Looking forward to hearing from you,
Countess Byrne
The next was similarly diplomatic.
Dr. Stowell,
I haven’t received a response from you, so I’d like to remind you in case the previous letter was lost. I want to discuss the tax situation for your operation, since your zombies put me in an awkward position with the head tax.
Countess Byrne
“Are these ringing any bells?” Rowan asked. They were sealed, so scolding Stowell for failing to know she was doing anything wrong would be a bit cruel.
“No! I don’t know how this happened, I’ve never seen a letter from any countess before.”
“Well, let’s get to the next one then.”
Stowell,
You can’t claim ignorance any more. I’ve been informed the last letter was delivered directly into your hands and I’ve ordered this one to get the same treatment. Let me spell this out to you. I’ve declared that I’m taxing every living person in my territory over the age of twenty. Living. Do you see where that puts me when you have several dozen unliving persons on your property?
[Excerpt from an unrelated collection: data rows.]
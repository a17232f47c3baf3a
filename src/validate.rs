//! Kind-specific configuration validation
//!
//! One coordinator serves both plugin-level and resource-level updates; the
//! difference is captured by [`UpdateKind`] on the record plus a
//! [`ConfigValidator`] strategy, not by separate coordinator types. A locally
//! detected invalid value does not block admission: the record is created and
//! then finalized straight to FAILURE with the offending properties annotated,
//! the same shape an agent-side validation failure takes.

use crate::configuration::{Configuration, PropertyValue};
use serde::{Deserialize, Serialize};

/// Which configuration of the target an update applies to
#[derive(Debug, Clone, Copy, PartialEq, Eq, Serialize, Deserialize)]
pub enum UpdateKind {
    /// Connection/plugin-level configuration
    Plugin,
    /// The managed resource's own configuration
    Resource,
}

/// Strategy for local validation of a desired configuration before dispatch
///
/// Returns the configuration with error annotations added to any invalid
/// properties, or `None` when everything checks out.
pub trait ConfigValidator: Send + Sync {
    fn validate(&self, configuration: &Configuration) -> Option<Configuration>;
}

/// Validator that performs no local checks and defers entirely to the agent
#[derive(Debug, Default)]
pub struct DeferToAgent;

impl ConfigValidator for DeferToAgent {
    fn validate(&self, _configuration: &Configuration) -> Option<Configuration> {
        None
    }
}

/// Baseline structural checks shared by both kinds: property names must be
/// non-empty and scalar values must be single-line.
#[derive(Debug, Default)]
pub struct StructuralValidator;

impl ConfigValidator for StructuralValidator {
    fn validate(&self, configuration: &Configuration) -> Option<Configuration> {
        let mut annotated = configuration.clone();
        let mut found_error = false;

        for (name, property) in configuration.iter() {
            let mut property = property.clone();

            if name.trim().is_empty() {
                property.error = Some("property name must not be empty".to_string());
            } else if let PropertyValue::Scalar(value) = &property.value {
                if value.contains('\n') {
                    property.error = Some("scalar values must be single-line".to_string());
                }
            }

            if property.error.is_some() {
                found_error = true;
                annotated.put(name.clone(), property);
            }
        }

        found_error.then_some(annotated)
    }
}

/// Pick the default validator for an update kind
pub fn default_validator(kind: UpdateKind) -> Box<dyn ConfigValidator> {
    match kind {
        // Plugin configurations are interpreted by the server-side plugin
        // container, so structural problems can be caught before dispatch.
        UpdateKind::Plugin => Box::new(StructuralValidator),
        // Resource configurations are opaque to the server; the agent decides.
        UpdateKind::Resource => Box::new(DeferToAgent),
    }
}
You’re getting value out of them, so all I’m asking is for you to pay your fair share to the county. You also claim to have no revenue, but I question that when you have so much farmland. What are you doing with it all? I’d even take payment in goods if these products are as safe as you say. I don’t just hoard all this money, Stowell. It pays for expensive things like upkeeping the bridge between your land and town.
Speaking of, the Institute has been sending me letters to the tune of you being a rogue mage. You need to respond to both of us as soon as physically possible.
The Countess.
“I-I uh… I guess I may have seen one or two? I… I don’t really remember.” The catwoman laughed nervously and cast her eyes around the room to find her most viable escape route.
“Doctor, I think that reading the other fourteen letters from Countess Byrne is something you could do on your own time. After we send her a letter apologising for your procrastination and suggesting a reasonable tax concession.”
She anxiously stroked her tail, seeming unconcerned about brushing the hair the wrong way. “I-is that, um…?”
“I’d like us to work together. I had to unofficially arrest a military commander in a position like yours a month and a half ago and I have no interest in repeating the experience. You can still recover from this.”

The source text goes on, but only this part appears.